Employee engagement is dropping. Gallup research indicates that in 2024, engagement dropped to its lowest level in the past 10 years. While AIHR ranks fair compensation outside of the top 10 drivers of engagement, compensation is highly connected to other drivers like leadership quality, recognition and rewards, and effective communication.

When credit union leaders aren’t confident in the organization’s pay philosophy, they struggle to communicate clearly about pay. And when employees don't have transparent communication about how their pay is calculated and why, they can feel unappreciated for their work.
The journey to boost engagement with compensation isn’t about giving everyone a pay raise – it’s about transforming pay conversations with the building blocks of transparency, clear communication and trust.

Navigating and Enhancing Pay Transparency

Compensation and employee salaries used to be a taboo topic. Credit unions are sometimes concerned about potential negative feedback from employees if pay ranges are shared more broadly. Pay transparency legislation has pushed organizations to mature their compensation programs. According to Payscale’s Compensation Best Practices Report, 56% of organizations are publishing pay ranges in job postings.
The influx of pay information online has emboldened employees to ask more questions about pay. Employees are more invested in how and why pay decisions are made because of quick access to compensation data.

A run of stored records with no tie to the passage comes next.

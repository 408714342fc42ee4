//! Templated local narrative used when the backend cannot produce one.

use super::humanize::{format_value, humanize_feature};
use crate::types::{Decision, Narrative, ShapFeature};

fn describe(features: &[&ShapFeature]) -> String {
    features
        .iter()
        .map(|f| format!("{} ({})", humanize_feature(&f.feature), format_value(&f.value)))
        .collect::<Vec<_>>()
        .join(", ")
}

/// Deterministic explanation built from the decision and the given features.
///
/// The result is marked `is_generated = false`.
pub fn render_fallback(decision: Decision, probability: f64, features: &[ShapFeature]) -> Narrative {
    let mut text = format!(
        "The application was {} with a model probability of {:.1}%.",
        decision,
        probability * 100.0
    );

    let (raising, lowering): (Vec<&ShapFeature>, Vec<&ShapFeature>) =
        features.iter().partition(|f| f.raises_risk());

    if raising.is_empty() && lowering.is_empty() {
        text.push_str(" No individual factor stood out.");
    }
    if !raising.is_empty() {
        text.push_str(&format!(" Factors that raised the risk: {}.", describe(&raising)));
    }
    if !lowering.is_empty() {
        text.push_str(&format!(" Factors that lowered the risk: {}.", describe(&lowering)));
    }

    Narrative::new(text, false)
}

#[cfg(test)]
mod tests {
    use super::*;
    use crate::types::FeatureValue;

    #[test]
    fn groups_features_by_direction() {
        let features = vec![
            ShapFeature::new("credit_history", FeatureValue::from("critical"), 0.41),
            ShapFeature::new("duration", FeatureValue::from(48i64), 0.2),
            ShapFeature::new("age", FeatureValue::from(52i64), -0.12),
        ];
        let n = render_fallback(Decision::Rejected, 0.732, &features);
        assert!(!n.is_generated);
        assert_eq!(
            n.narrative,
            "The application was rejected with a model probability of 73.2%. \
             Factors that raised the risk: Credit History (critical), Loan Duration (48). \
             Factors that lowered the risk: Age (52)."
        );
    }

    #[test]
    fn handles_no_features() {
        let n = render_fallback(Decision::Approved, 0.1, &[]);
        assert_eq!(
            n.narrative,
            "The application was approved with a model probability of 10.0%. No individual factor stood out."
        );
    }
}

Openly discussing compensation practices builds trust throughout the organization and is the foundation for confident pay conversations that engage employees. Credit unions need to reevaluate compensation practices and clearly communicate them across the organization to foster an engaging workplace.

These three things can help credit unions be transparent about pay:

  • Create and communicate your pay philosophy. Be clear about pay practices and how they connect with employee pay. Your pay philosophy should ensure consistency and help employees understand how compensation decisions are made.
  • Ensure fairness, clarity and alignment with company values and goals. Employees should feel confident that their pay is calculated equitably and objectively. Regular pay audits and benchmarking can help maintain fairness and reinforce transparency.
  • Providing clear career paths and pay ranges. Transparent career paths help employees understand how their compensation can grow with their career.

Engaging workplaces are built on transparency. That transparency helps leaders have better conversations with employees.

Strategic Refinement Builds Leader Confidence

Part of the barrier to infusing confidence in pay conversations is that leaders don’t fully understand the intricacies of pay. It’s difficult to communicate if they lack understanding. HR can reinforce confidence in compensation calculations by providing visibility into job pricing and where the data comes.

Bank leaders want to know that HR has done their due diligence when it comes to pay. They want confidence that salary data is pulled from multiple reliable and trusted sources and that the company compares its salaries to other similar organizations.

Knowing this information helps them have confident conversations about pay. But they need training to communicate about pay clearly and confidently and have more meaningful compensation conversations with employees.

HR can empower leaders to have confident conversations about pay with:

  • Talking points about pay practices;
  • Practice compensation conversations; and
  • Data documents showing the hows and whys of pay on the individual level.

Equipping leaders with the right tools and knowledge helps create a culture of trust and clarity around pay. When leaders feel confident in pay discussions, employees feel they are valued team members and can see how their work impacts the credit union.

Engage Employees With Your Pay Strategy

Employee engagement is the emotional connection between employees and their work, team and organization. When we think about the link between pay and engagement, we want compensation to reinforce that emotional connection.

By aligning the credit union’s compensation strategy with company initiatives, leaders can communicate to employees how salaries are determined, strengthen the tie between performance and pay, and communicate pay decisions and career growth opportunities effectively.
Employees want to understand how their pay is connected to their performance and is aligned with the organization’s goals. When credit union leaders can confidently talk about pay, they create an environment where employees feel valued for their contributions and are motivated to perform at high levels.

With clear career paths and salary potential, employees feel their companies are invested in their growth and future, leading to increased engagement.

To effectively use compensation as an engagement tool, organizations should:

  • Have data-backed pay conversations. Show employees “the math” behind their pay.
  • Connect pay to performance. Have ongoing conversations about performance and what employees can work toward on an individual, team and company level.
  • Discuss career advancement. Help employees see the big picture and how development and learning opportunities can lead to promotions and pay increases.

After making these changes, compare engagement survey responses about pay. You’ll likely see an increase in employees feeling their pay is fair for the work they do.

Building a Culture of Confidence

Compensation confidence starts with transparency. When credit union leaders can clearly explain how pay is determined and how employee contributions impact compensation, they build trust – and in turn – engagement.

Transforming pay conversations helps employees feel connected to their work. When credit unions commit to transparency, equip leaders to have confident pay conversations, and connect the dots for employees between their work and their pay, they create an engaging workplace.

Jennifer Klapak

Jennifer Klapak is Director of HR and Learning and Development for the $4.7 billion, St. Paul, Minn.-based Affinity Plus Federal Credit Union.